I am an Amazon junkie and my addiction is getting worse. The number of books I ordered last month from Amazon.com is higher than the total number of books I purchased during the whole of 2006. I didn’t become a more avid reader. I simply bought more books. Unread books are crowding my bookshelves.
Why? Amazon knows how to play my addiction. That’s why.
Amazon customers will recognize this. When you log on at Amazon you are instantly greeted with a perfect selection of personal recommendations. Amazons keeps record of the books you looked at, the ones you bought and the ones you didn’t buy. Your personal profile is matched to the profiles of people ‘just like you’. Some Amazon-algorithm is then able to predict which books suit your interests and personal taste. The cunning people at Amazon are clever. Very clever.
But recently something started to itch. When comparing a list of our favourite recent non-fiction books a friend and I noticed that 24 out of 37 on our list were the exact same books. We both shop at Amazon.
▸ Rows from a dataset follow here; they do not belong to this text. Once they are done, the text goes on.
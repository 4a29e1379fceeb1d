//! Simulation observer trait for progress reporting and data collection.

use lot_core::Tick;

use crate::{ParkingLot, TickSummary};

/// Callbacks invoked by [`ParkingLot::run`][crate::ParkingLot::run] and
/// [`ParkingLot::run_ticks`][crate::ParkingLot::run_ticks].
///
/// All methods have default no-op implementations so implementors only need
/// to override what they care about.
///
/// # Example: progress printer
///
/// ```rust,ignore
/// struct ProgressPrinter { interval: u64 }
///
/// impl SimObserver for ProgressPrinter {
///     fn on_tick_end(&mut self, tick: Tick, summary: &TickSummary) {
///         if tick.0 % self.interval == 0 {
///             println!("{tick}: {} active, {} queued", summary.active, summary.queued);
///         }
///     }
/// }
/// ```
pub trait SimObserver {
    /// Called before the tick is processed.  `tick` is the tick about to run.
    fn on_tick_start(&mut self, _tick: Tick) {}

    /// Called after the tick, with the counts it left behind.
    fn on_tick_end(&mut self, _tick: Tick, _summary: &TickSummary) {}

    /// Called every `config.output_interval_ticks` ticks with read-only
    /// access to the whole lot.
    fn on_snapshot(&mut self, _tick: Tick, _lot: &ParkingLot) {}

    /// Called once after the final tick of [`ParkingLot::run`].
    fn on_sim_end(&mut self, _final_tick: Tick) {}
}

/// A [`SimObserver`] that does nothing.
pub struct NoopObserver;

impl SimObserver for NoopObserver {}
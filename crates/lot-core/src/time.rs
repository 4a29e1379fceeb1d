//! Simulation time model.
//!
//! Time is a monotonically increasing `Tick` counter.  One tick is one
//! synchronous step of every agent; the parked and reservation countdowns are
//! expressed directly in ticks, so no wall-clock mapping is needed.

use std::fmt;

/// An absolute simulation tick counter.
#[derive(Copy, Clone, PartialEq, Eq, PartialOrd, Ord, Hash, Debug, Default)]
#[cfg_attr(feature = "serde", derive(serde::Serialize, serde::Deserialize))]
pub struct Tick(pub u64);

impl Tick {
    pub const ZERO: Tick = Tick(0);

    /// The following tick.
    #[inline]
    pub fn next(self) -> Tick {
        Tick(self.0 + 1)
    }
}

impl fmt::Display for Tick {
    fn fmt(&self, f: &mut fmt::Formatter<'_>) -> fmt::Result {
        write!(f, "T{}", self.0)
    }
}
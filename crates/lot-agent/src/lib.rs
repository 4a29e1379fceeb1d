//! `lot-agent` — agent records and storage for the `rust_lot` simulator.
//!
//! # Crate layout
//!
//! | Module        | Contents                                                  |
//! |---------------|-----------------------------------------------------------|
//! | [`slot`]      | `Slot`, `SlotStatus` — parking indicator + reservation    |
//! | [`vehicle`]   | `Vehicle`, `VehicleState` — per-vehicle record            |
//! | [`store`]     | `AgentStore` — central table indexed by typed handles     |
//!
//! Slots and vehicles never own each other.  A slot's reservation holder and
//! a vehicle's target slot are plain `VehicleId` / `SlotId` handles into the
//! `AgentStore`, which keeps every record for the whole run (exited vehicles
//! stay in the table with state `Exited`), so a handle never dangles into
//! freed memory.

pub mod slot;
pub mod store;
pub mod vehicle;


pub use slot::{Slot, SlotStatus};
pub use store::{AgentStore, SlotCounts};
pub use vehicle::{Vehicle, VehicleState};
Amazon hasn’t just learned to tap in to our predictability; they have actually made us more predictable, less unique. I am not saying the books I bought are bad books; I enjoyed most of the ones I read. They are just too to much like the ones I bought before and too much like the ones the ‘people like me’ are buying.
And that’s exactly the problem; Amazon is all about expanding its share of wallet, they are not about expanding your mind. They won’t surpise you with books that are ‘clearly not for you’. They won’t try to convince you to pick up a book you wouldn’t even touch, because they think ‘you might find it interesting after all’.
They know exactly what you want. What’s worse: the more you shop at Amazon, the better they get at knowing you.